I was told by Reaper that you should wait until it's 80 before taking them out. I would also make sure it's not very windy, and that the ground isn't damp. Both of those could probably cause chills, too.
Make sure that there's no animal poop/pee around the area where you'll let the hedgehog play, if you have a dog or cat. Also make sure that you watch while he's out and don't let me eat any bugs. They could have pesticides or parasites that they could pass on to him if he ate them.


----------



## Nicole (Mar 6, 2009)

okay thanks


----------



## Zalea (Sep 12, 2008)

I read a tip on from Courtney on chins-n-hedgies about this (here). Since ground warms more slowly than air, if you can stand on the ground comfortably without your toes getting chilled it's probably warm enough outside. If the air is warm but the ground is still cold, it's probably not a good idea.
Check for any holes also when you're cleaning up the area like lilysmommy said to do. You don't want your hedgie getting down any holes out there.


----------



## basmati (Feb 13, 2009)

To add to this, what do you do to protect against birds, such as crows, magpies, or eagles?


----------



## Lilysmommy (Jan 7, 2009)

I would just keep a close eye out for any of those things, and stick close to your hedgie. I wouldn't want to be far from him/her anyway, in case of them snapping up bugs, or in case a cat or dog was going by. They're so fast too, if you had one that was loving exploring, you could lose them in a heartbeat.


----------



## Nancy (Aug 22, 2008)

I think the bare feet analogy is every bit as deceiving as saying if you are comfortable in a t-shirt, the temperature is fine. Everyone feels temperature different and my daughter could walk barefoot outside right now and it wouldn't bother her. Both she an my husband walk around the house barefoot all winter but the floors are cold. Doesn't bother them but it sure would bother a hedgehog.


----------



## ReMz (Apr 20, 2009)

basmati said:


> To add to this, what do you do to protect against birds, such as crows, magpies, or eagles?

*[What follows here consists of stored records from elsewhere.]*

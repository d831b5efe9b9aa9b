// Trawler is a decentralized web crawling and archiving cluster.
// Copyright (C) 2024 Stract ApS
//
// This program is free software: you can redistribute it and/or modify
// it under the terms of the GNU Affero General Public License as
// published by the Free Software Foundation, either version 3 of the
// License, or (at your option) any later version.
//
// This program is distributed in the hope that it will be useful,
// but WITHOUT ANY WARRANTY; without even the implied warranty of
// MERCHANTABILITY or FITNESS FOR A PARTICULAR PURPOSE.  See the
// GNU Affero General Public License for more details.
//
// You should have received a copy of the GNU Affero General Public License
// along with this program.  If not, see <https://www.gnu.org/licenses/>.

//! WARC record handling at the crawl/upload boundary: iterating the records
//! of a `.warc.gz`, rewriting response records into revisit records when the
//! deduplication oracle knows the payload, and extracting candidate urls
//! from response bodies.

use std::collections::BTreeMap;
use std::io::{BufRead, BufReader, Read, Write};
use std::path::{Path, PathBuf};
use std::sync::OnceLock;

use flate2::read::MultiGzDecoder;
use flate2::write::GzEncoder;
use flate2::Compression;

use crate::{Error, Result};

pub const REVISIT_PROFILE: &str =
    "http://netpreserve.org/warc/1.0/revisit/identical-payload-digest";

pub struct WarcFile {
    bytes: Vec<u8>,
}

impl WarcFile {
    pub fn new(bytes: Vec<u8>) -> Self {
        Self { bytes }
    }

    pub fn open<P: AsRef<Path>>(path: P) -> Result<Self> {
        Ok(Self::new(std::fs::read(path)?))
    }

    pub fn records(&self) -> RecordIterator<&[u8]> {
        RecordIterator {
            reader: BufReader::new(MultiGzDecoder::new(&self.bytes[..])),
        }
    }
}

#[derive(Debug, Clone, PartialEq)]
pub struct WarcRecord {
    headers: BTreeMap<String, String>,
    pub body: Vec<u8>,
}

impl WarcRecord {
    pub fn new(headers: BTreeMap<String, String>, body: Vec<u8>) -> Self {
        let mut record = Self { headers, body };
        record.set_header("Content-Length", record.body.len().to_string());
        record
    }

    pub fn header(&self, name: &str) -> Option<&str> {
        self.headers.get(&name.to_lowercase()).map(String::as_str)
    }

    pub fn set_header(&mut self, name: &str, value: impl Into<String>) {
        self.headers.insert(name.to_lowercase(), value.into());
    }

    pub fn remove_header(&mut self, name: &str) {
        self.headers.remove(&name.to_lowercase());
    }

    pub fn warc_type(&self) -> Option<&str> {
        self.header("WARC-Type")
    }

    pub fn target_uri(&self) -> Option<&str> {
        self.header("WARC-Target-URI")
    }

    pub fn payload_digest(&self) -> Option<&str> {
        self.header("WARC-Payload-Digest")
    }

    /// The http header block of a response body, up to and including the
    /// blank line. Falls back to the whole body when no blank line exists.
    pub fn http_headers(&self) -> &[u8] {
        find_subslice(&self.body, b"\r\n\r\n")
            .map(|idx| &self.body[..idx + 4])
            .unwrap_or(&self.body)
    }
}

pub struct RecordIterator<R: Read> {
    reader: BufReader<MultiGzDecoder<R>>,
}

impl<R: Read> RecordIterator<R> {
    fn next_record(&mut self) -> Option<Result<WarcRecord>> {
        let mut version = String::new();

        loop {
            version.clear();
            match self.reader.read_line(&mut version) {
                Ok(0) => return None,
                Ok(_) => {}
                Err(e) => return Some(Err(e.into())),
            }
            if !version.trim_end().is_empty() {
                break;
            }
        }

        if !version.starts_with("WARC/") {
            return Some(Err(Error::WarcParse(format!(
                "bad version line: {version:?}"
            ))
            .into()));
        }

        let mut headers = BTreeMap::new();
        let mut line = String::new();
        loop {
            line.clear();
            match self.reader.read_line(&mut line) {
                Ok(0) => {
                    return Some(Err(
                        Error::WarcParse("truncated record header".to_string()).into()
                    ))
                }
                Ok(_) => {}
                Err(e) => return Some(Err(e.into())),
            }

            let trimmed = line.trim_end();
            if trimmed.is_empty() {
                break;
            }

            match trimmed.split_once(':') {
                Some((name, value)) => {
                    headers.insert(name.trim().to_lowercase(), value.trim().to_string());
                }
                None => {
                    return Some(Err(
                        Error::WarcParse(format!("bad header line: {trimmed:?}")).into(),
                    ))
                }
            }
        }

        let content_length = match headers
            .get("content-length")
            .and_then(|v| v.parse::<usize>().ok())
        {
            Some(len) => len,
            None => {
                return Some(Err(
                    Error::WarcParse("missing content-length".to_string()).into()
                ))
            }
        };

        let mut body = vec![0; content_length];
        if let Err(e) = self.reader.read_exact(&mut body) {
            return Some(Err(e.into()));
        }

        Some(Ok(WarcRecord { headers, body }))
    }
}

impl<R: Read> Iterator for RecordIterator<R> {
    type Item = Result<WarcRecord>;

    fn next(&mut self) -> Option<Self::Item> {
        self.next_record()
    }
}

/// Writes records to `writer`, each record as its own gzip member.
pub struct WarcWriter<W: Write> {
    writer: W,
}

impl<W: Write> WarcWriter<W> {
    pub fn new(writer: W) -> Self {
        Self { writer }
    }

    pub fn write(&mut self, record: &WarcRecord) -> Result<()> {
        let mut encoder = GzEncoder::new(&mut self.writer, Compression::default());

        encoder.write_all(b"WARC/1.0\r\n")?;
        for (name, value) in &record.headers {
            encoder.write_all(canonical_header_name(name).as_bytes())?;
            encoder.write_all(b": ")?;
            encoder.write_all(value.as_bytes())?;
            encoder.write_all(b"\r\n")?;
        }
        encoder.write_all(b"\r\n")?;
        encoder.write_all(&record.body)?;
        encoder.write_all(b"\r\n\r\n")?;
        encoder.finish()?;

        Ok(())
    }
}

fn canonical_header_name(lowered: &str) -> String {
    lowered
        .split('-')
        .map(|part| {
            if part.eq_ignore_ascii_case("warc") {
                "WARC".to_string()
            } else if part.eq_ignore_ascii_case("uri") {
                "URI".to_string()
            } else {
                let mut chars = part.chars();
                match chars.next() {
                    Some(first) => first.to_ascii_uppercase().to_string() + chars.as_str(),
                    None => String::new(),
                }
            }
        })
        .collect::<Vec<_>>()
        .join("-")
}

/// Rewrites response records whose payload the oracle has seen before into
/// revisit records. The oracle is keyed by the SHA-512 of
/// `<sha1-digest>;<scheme-stripped-uri>` and answers `<date>;<uri>` for known
/// payloads, nothing otherwise.
pub struct Deduplicator {
    oracle: String,
    client: reqwest::Client,
}

impl Deduplicator {
    pub fn new(oracle: impl Into<String>) -> Self {
        Self {
            oracle: oracle.into(),
            client: reqwest::Client::new(),
        }
    }

    /// Produces `<stem>-deduplicated.warc.gz` next to `path` and returns its
    /// location.
    pub async fn deduplicate(&self, path: &Path) -> Result<PathBuf> {
        let input = WarcFile::open(path)?;

        let out_path = deduplicated_path(path);
        let mut writer = WarcWriter::new(std::fs::File::create(&out_path)?);

        for record in input.records() {
            let record = record?;

            if record.warc_type() == Some("response") {
                if let Some(duplicate) = self.known_duplicate(&record).await {
                    writer.write(&response_to_revisit(&record, &duplicate))?;
                    continue;
                }
            }

            writer.write(&record)?;
        }

        Ok(out_path)
    }

    async fn known_duplicate(&self, record: &WarcRecord) -> Option<DuplicateRef> {
        let uri = record.target_uri()?;
        let digest = record.payload_digest()?.strip_prefix("sha1:")?;

        let key = sha512_hex(format!("{};{}", digest, strip_url_scheme(uri)).as_bytes());
        let url = format!("{}/{}", self.oracle.trim_end_matches('/'), key);

        let body = self
            .client
            .get(&url)
            .send()
            .await
            .ok()?
            .text()
            .await
            .ok()?;
        let (date, uri) = body.split_once(';')?;

        Some(DuplicateRef {
            date: date.to_string(),
            uri: uri.to_string(),
        })
    }
}

struct DuplicateRef {
    date: String,
    uri: String,
}

fn deduplicated_path(path: &Path) -> PathBuf {
    let name = path
        .file_name()
        .and_then(|n| n.to_str())
        .unwrap_or("output.warc.gz");
    let stem = name.strip_suffix(".warc.gz").unwrap_or(name);
    path.with_file_name(format!("{stem}-deduplicated.warc.gz"))
}

fn response_to_revisit(record: &WarcRecord, duplicate: &DuplicateRef) -> WarcRecord {
    let mut revisit = WarcRecord::new(
        record.headers.clone(),
        record.http_headers().to_vec(),
    );

    revisit.set_header("WARC-Type", "revisit");
    revisit.set_header("WARC-Profile", REVISIT_PROFILE);
    revisit.set_header("WARC-Truncated", "length");
    revisit.set_header("WARC-Refers-To-Date", iso_date(&duplicate.date));
    revisit.set_header("WARC-Refers-To-Target-URI", duplicate.uri.clone());
    revisit.remove_header("WARC-Block-Digest");

    revisit
}

/// Reformats a compact `YYYYMMDDHHMMSS` oracle date as ISO-8601. Anything
/// malformed passes through unchanged.
fn iso_date(compact: &str) -> String {
    if compact.len() != 14 || !compact.bytes().all(|b| b.is_ascii_digit()) {
        return compact.to_string();
    }

    format!(
        "{}-{}-{}T{}:{}:{}Z",
        &compact[0..4],
        &compact[4..6],
        &compact[6..8],
        &compact[8..10],
        &compact[10..12],
        &compact[12..14],
    )
}

pub fn strip_url_scheme(url: &str) -> &str {
    url.strip_prefix("https://")
        .or_else(|| url.strip_prefix("http://"))
        .unwrap_or(url)
}

pub fn sha512_hex(data: &[u8]) -> String {
    let digest = ring::digest::digest(&ring::digest::SHA512, data);
    digest
        .as_ref()
        .iter()
        .map(|b| format!("{b:02x}"))
        .collect()
}

fn find_subslice(haystack: &[u8], needle: &[u8]) -> Option<usize> {
    haystack
        .windows(needle.len())
        .position(|window| window == needle)
}

/// Extracts candidate urls from a response body, resolved against the parent
/// url. Fragments are dropped; anything the `url` crate cannot make sense of
/// is skipped.
pub fn extract_urls(parent: &str, body: &[u8]) -> Vec<String> {
    static PATTERNS: OnceLock<Vec<regex::Regex>> = OnceLock::new();
    let patterns = PATTERNS.get_or_init(|| {
        [
            r#"(?i)href\s*=\s*"([^"]+)""#,
            r#"(?i)href\s*=\s*'([^']+)'"#,
            r#"(?i)src\s*=\s*"([^"]+)""#,
            r#"(?i)src\s*=\s*'([^']+)'"#,
            r#"(?i)url\s*\(([^)]+)\)"#,
            r#"(https?://[^\s"'<>\\^{}|]+)"#,
        ]
        .iter()
        .map(|p| regex::Regex::new(p).unwrap())
        .collect()
    });

    let parent = match url::Url::parse(parent) {
        Ok(parent) => parent,
        Err(_) => return Vec::new(),
    };

    let text = String::from_utf8_lossy(body);
    let mut seen = std::collections::HashSet::new();
    let mut found = Vec::new();

    for pattern in patterns.iter() {
        for capture in pattern.captures_iter(&text) {
            let raw = capture[1].trim().trim_matches(['"', '\'']);
            let raw = raw.replace("&amp;", "&");

            let Ok(mut resolved) = parent.join(&raw) else {
                continue;
            };
            resolved.set_fragment(None);

            if resolved.scheme() != "http" && resolved.scheme() != "https" {
                continue;
            }

            let resolved = resolved.to_string();
            if seen.insert(resolved.clone()) {
                found.push(resolved);
            }
        }
    }

    found
}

This is being a bit eccentric. If you are in your yard and actively monitoring your hedgehog, the last thing you should worry about is a bird attack. I grew up on a ranch and watched magpies (cousins of crows) relentlessly harass my dogs for bones. However, it was a teamwork tactic of coercing the dog to chase and then scavenging in a quick manner. "Crows" do not hunt animals the size of a hedgehog. They are simply scavengers and opportunists.

Even considering predatory birds.... how do you suspect an eagle is going to snag a hedgehog? Let alone, why would you even consider the possiblility of an eagle being present while you are letting a hedgie explore the yard?

This notion is just ridiculous. I'm sorry, but come on. Do not give opinionated information (that potential new members can read) that has no basis.

Members browsing this site knowing nothing about hedgehogs are probably shielding them from "killer birds" now. :roll:



Nancy said:


> I think the bare feet analogy is every bit as deceiving as saying if you are comfortable in a t-shirt, the temperature is fine. Everyone feels temperature different and my daughter could walk barefoot outside right now and it wouldn't bother her. Both she an my husband walk around the house barefoot all winter but the floors are cold. Doesn't bother them but it sure would bother a hedgehog.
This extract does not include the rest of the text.